What the task asks
Lines holding the string "clap" in the listing below are to be copied.

The input
* * * * * * *

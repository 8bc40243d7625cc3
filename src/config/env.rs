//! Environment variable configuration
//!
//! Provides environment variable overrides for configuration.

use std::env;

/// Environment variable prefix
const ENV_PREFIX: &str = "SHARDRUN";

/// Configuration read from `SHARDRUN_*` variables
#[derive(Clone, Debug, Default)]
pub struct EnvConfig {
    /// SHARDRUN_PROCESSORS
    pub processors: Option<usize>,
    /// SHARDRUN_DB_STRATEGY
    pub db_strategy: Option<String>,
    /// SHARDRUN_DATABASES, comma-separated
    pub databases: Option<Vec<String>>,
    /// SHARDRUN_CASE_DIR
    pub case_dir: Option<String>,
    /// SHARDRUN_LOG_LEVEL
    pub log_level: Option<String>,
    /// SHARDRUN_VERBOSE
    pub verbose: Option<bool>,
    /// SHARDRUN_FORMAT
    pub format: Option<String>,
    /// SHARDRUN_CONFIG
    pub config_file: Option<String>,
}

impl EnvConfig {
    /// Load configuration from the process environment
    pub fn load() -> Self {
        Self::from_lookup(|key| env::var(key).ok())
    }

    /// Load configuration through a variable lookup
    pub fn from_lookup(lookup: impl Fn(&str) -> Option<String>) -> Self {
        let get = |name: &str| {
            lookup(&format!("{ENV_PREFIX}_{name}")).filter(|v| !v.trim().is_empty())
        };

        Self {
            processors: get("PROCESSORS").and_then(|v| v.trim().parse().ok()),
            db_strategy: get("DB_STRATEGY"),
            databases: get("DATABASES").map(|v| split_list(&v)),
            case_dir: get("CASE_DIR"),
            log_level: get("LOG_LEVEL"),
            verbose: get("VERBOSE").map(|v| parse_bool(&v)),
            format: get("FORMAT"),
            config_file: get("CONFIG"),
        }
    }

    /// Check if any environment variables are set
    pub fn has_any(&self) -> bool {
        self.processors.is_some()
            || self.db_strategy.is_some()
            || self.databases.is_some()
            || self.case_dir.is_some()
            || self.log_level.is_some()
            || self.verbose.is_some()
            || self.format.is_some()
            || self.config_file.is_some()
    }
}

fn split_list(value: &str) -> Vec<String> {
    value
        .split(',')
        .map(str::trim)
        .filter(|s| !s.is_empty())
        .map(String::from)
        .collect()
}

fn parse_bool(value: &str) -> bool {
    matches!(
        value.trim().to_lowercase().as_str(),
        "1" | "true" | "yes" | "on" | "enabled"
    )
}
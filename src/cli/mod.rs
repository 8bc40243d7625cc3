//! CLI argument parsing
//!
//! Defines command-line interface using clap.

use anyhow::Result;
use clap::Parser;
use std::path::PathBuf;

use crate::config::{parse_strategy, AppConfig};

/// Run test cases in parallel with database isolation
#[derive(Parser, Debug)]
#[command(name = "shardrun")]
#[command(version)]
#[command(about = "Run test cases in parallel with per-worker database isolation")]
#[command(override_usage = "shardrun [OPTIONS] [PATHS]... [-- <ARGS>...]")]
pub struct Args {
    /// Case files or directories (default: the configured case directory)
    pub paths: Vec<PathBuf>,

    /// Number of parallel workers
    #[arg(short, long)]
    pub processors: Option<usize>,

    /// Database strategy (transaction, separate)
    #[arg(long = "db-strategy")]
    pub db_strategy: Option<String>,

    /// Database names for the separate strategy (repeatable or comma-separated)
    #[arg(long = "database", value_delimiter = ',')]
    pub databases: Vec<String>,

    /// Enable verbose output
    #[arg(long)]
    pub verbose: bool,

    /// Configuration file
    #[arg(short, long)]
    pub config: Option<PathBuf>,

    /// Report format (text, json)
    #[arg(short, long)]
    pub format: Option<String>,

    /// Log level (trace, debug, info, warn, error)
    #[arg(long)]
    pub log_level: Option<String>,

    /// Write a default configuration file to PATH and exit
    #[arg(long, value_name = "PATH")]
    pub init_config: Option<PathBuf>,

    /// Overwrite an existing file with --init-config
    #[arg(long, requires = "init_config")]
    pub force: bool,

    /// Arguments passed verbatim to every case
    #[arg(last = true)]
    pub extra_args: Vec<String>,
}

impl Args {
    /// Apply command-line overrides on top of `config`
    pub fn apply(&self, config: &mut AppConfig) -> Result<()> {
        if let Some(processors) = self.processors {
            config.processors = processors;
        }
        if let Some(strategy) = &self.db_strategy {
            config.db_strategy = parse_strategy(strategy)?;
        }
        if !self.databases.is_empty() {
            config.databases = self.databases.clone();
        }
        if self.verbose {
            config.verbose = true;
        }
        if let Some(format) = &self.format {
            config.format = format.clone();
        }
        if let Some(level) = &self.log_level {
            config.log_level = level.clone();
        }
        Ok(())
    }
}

* * * * * * *

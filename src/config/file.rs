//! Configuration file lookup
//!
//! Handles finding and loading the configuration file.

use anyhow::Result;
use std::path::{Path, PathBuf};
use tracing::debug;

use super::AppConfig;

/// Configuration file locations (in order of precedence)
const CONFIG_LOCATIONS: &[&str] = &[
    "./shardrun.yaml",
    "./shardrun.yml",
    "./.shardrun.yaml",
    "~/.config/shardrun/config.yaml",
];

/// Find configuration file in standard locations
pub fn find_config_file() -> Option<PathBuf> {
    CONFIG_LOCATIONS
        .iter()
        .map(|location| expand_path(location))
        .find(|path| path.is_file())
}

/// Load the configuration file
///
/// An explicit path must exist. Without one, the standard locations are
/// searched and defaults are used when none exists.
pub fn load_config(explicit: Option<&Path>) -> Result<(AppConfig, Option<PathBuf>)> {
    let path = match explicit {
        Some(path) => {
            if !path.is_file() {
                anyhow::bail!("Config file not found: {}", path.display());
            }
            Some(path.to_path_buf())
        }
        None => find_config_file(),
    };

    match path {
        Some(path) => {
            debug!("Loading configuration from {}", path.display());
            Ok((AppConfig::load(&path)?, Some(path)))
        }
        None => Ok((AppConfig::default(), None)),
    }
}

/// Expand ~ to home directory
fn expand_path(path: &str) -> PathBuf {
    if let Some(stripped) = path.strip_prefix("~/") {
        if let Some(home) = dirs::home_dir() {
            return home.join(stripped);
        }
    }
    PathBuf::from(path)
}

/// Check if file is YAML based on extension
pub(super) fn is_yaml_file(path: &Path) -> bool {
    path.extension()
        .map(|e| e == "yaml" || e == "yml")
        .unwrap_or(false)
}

* * * * * * *

Result
//! Defines command-line interface using clap.
use clap::Parser;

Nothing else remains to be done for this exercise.